Encapsulating an exciting year for the Office of Sustainability

From increasing recycling diversion rates to promoting eco-friendly transportation plans, the Office of Sustainability has wrapped a green bow around MSU’s campus this year. “Sustainability is the middle ground between taking care of people and taking care of the environment. Looking back on the past three years, it’s really cool to see all the changes we’ve made,” Director of the Office of Sustainability Kristin Blackler said. For Blacker, getting involved with sustainability was a no brainer. Even at a young age she understood the importance of sustainability, “As a little kid I remember watching videos of oil spills and wanting to help the animals covered in oil. Learning about the different bacteria and microbial communities used to clean up the oil was so interesting. There really isn’t a downside to getting involved with sustainability,” Blackler said.

Looking back on the progress of this year, the Office of Sustainability has made major improvements to the health and well-being of the campus environment. The sustainability program worked with MSU to create a compost pile. Along with the new recycling program in Jabs Hall, this has managed to increase the average diversion rate (process of diverting waste from landfills) to 23 percent. “Our new way of recycling in Jabs Hall has really taken off. Other similar buildings on campus have a diversion rate around 12 percent, so to be able to see that kind of change in Jabs Hall is exciting and gives us so much hope for other projects,” Blackler said.

In their attempts to expand the recycling program on campus, the Office of Sustainability received funding from ASMSU to install outdoor recycling bins. “At one point we were using cardboard boxes that had ‘recycling’ written on them. Last year we got a grant for recycling bins and were able to collect data on if they were working, and they were. If you make sustainability easy for people, they’ll do it,” Blackler expressed. The team’s goal is to eventually see the ratio of recycling bins to trash bins equal one-to-one: if there is a trash bin there should also be a recycling bin next to it. The Office of Sustainability has also sponsored a lot of student projects to work on the bicycle master plan which promotes the idea of educating students and faculty to try different ways of getting to campus. “My favorite part of my job is when I can get students, faculty and staff working together to solve problems at our university,” Blacker said.

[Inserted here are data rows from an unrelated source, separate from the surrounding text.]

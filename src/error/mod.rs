//! Error types for trace-graphdef
//!
//! This module defines all error types used throughout the crate.

use thiserror::Error;

/// Errors reported by a [`TracedModel`](crate::traits::TracedModel) implementation
#[derive(Error, Debug, Clone, PartialEq)]
pub enum TraceError {
    /// The framework failed while running or capturing the model.
    ///
    /// Recovered by [`graph`](crate::export::graph), which returns an empty graph.
    #[error("Runtime error: {0}")]
    Runtime(String),

    /// The model or its input was rejected before tracing started
    #[error("Invalid argument: {0}")]
    InvalidArgument(String),
}

/// Main error type for graph export operations
#[derive(Error, Debug)]
pub enum ExportError {
    /// A traced node carries an empty scope name
    #[error("Node '{kind}' producing '{output}' has empty scope name")]
    EmptyScope {
        /// Node kind
        kind: String,
        /// First output identifier (empty if the node has none)
        output: String,
    },

    /// A traced node has no outputs
    #[error("Node '{0}' has no outputs")]
    MissingOutput(String),

    /// A node input could not be resolved to a scope
    #[error("Input '{input}' of node '{kind}' has no resolved scope")]
    UnresolvedInput {
        /// Node kind
        kind: String,
        /// Unresolved input identifier
        input: String,
    },

    /// Framework tracing or optimization failed
    #[error("Trace error: {0}")]
    Trace(#[from] TraceError),

    /// Invalid graph structure
    #[error("Invalid graph: {0}")]
    InvalidGraph(String),

    /// Framework version string could not be parsed
    #[error("Invalid framework version: {0}")]
    InvalidVersion(String),

    /// IO error
    #[error("IO error: {0}")]
    Io(#[from] std::io::Error),

    /// Protobuf decode error
    #[error("Protobuf decode error: {0}")]
    ProtoDecode(#[from] prost::DecodeError),

    /// Protobuf encode error
    #[error("Protobuf encode error: {0}")]
    ProtoEncode(#[from] prost::EncodeError),
}

/// Result type alias for export operations
pub type ExportResult<T> = Result<T, ExportError>;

In the future, the Office of Sustainability would love to see more formalized versions of sustainability awareness in the MSU curriculum. “Climate change is one of the biggest issues facing our generation and the generations after us, so every student should have a basic understanding of the science behind these issues,” Blacker said. The team would also like to work with campus to have a net-zero building and to set carbon neutrality targets. “These are big goals but they’re achievable. If you don’t set goals you’ll never get there so we need to come together as a campus community and set a plan to be leaders,” Blackler said.

Blacker pointed out that even the smallest of actions can make a world of a difference. “I encourage students to do more of the little things like buying reusable coffee mugs because in the long run that really adds up,” she said. The Office of Sustainability strongly advocates for student involvement. “Don’t underestimate the power of your student voice. If you have an idea of interest, follow that passion; there’s mentors here that want you to succeed,” Blackler expressed. She understands that sustainability can be frustrating in the sense that change can take a long time to see, but encourages everyone to be patient and recognize the importance of sustainable actions. “When people hear sustainability they think things just stay the same, in reality what it means is that we are striving to constantly improve. Things do turn around, there have already been radical changes in the past three years and that is what keeps me going,” Blacker said.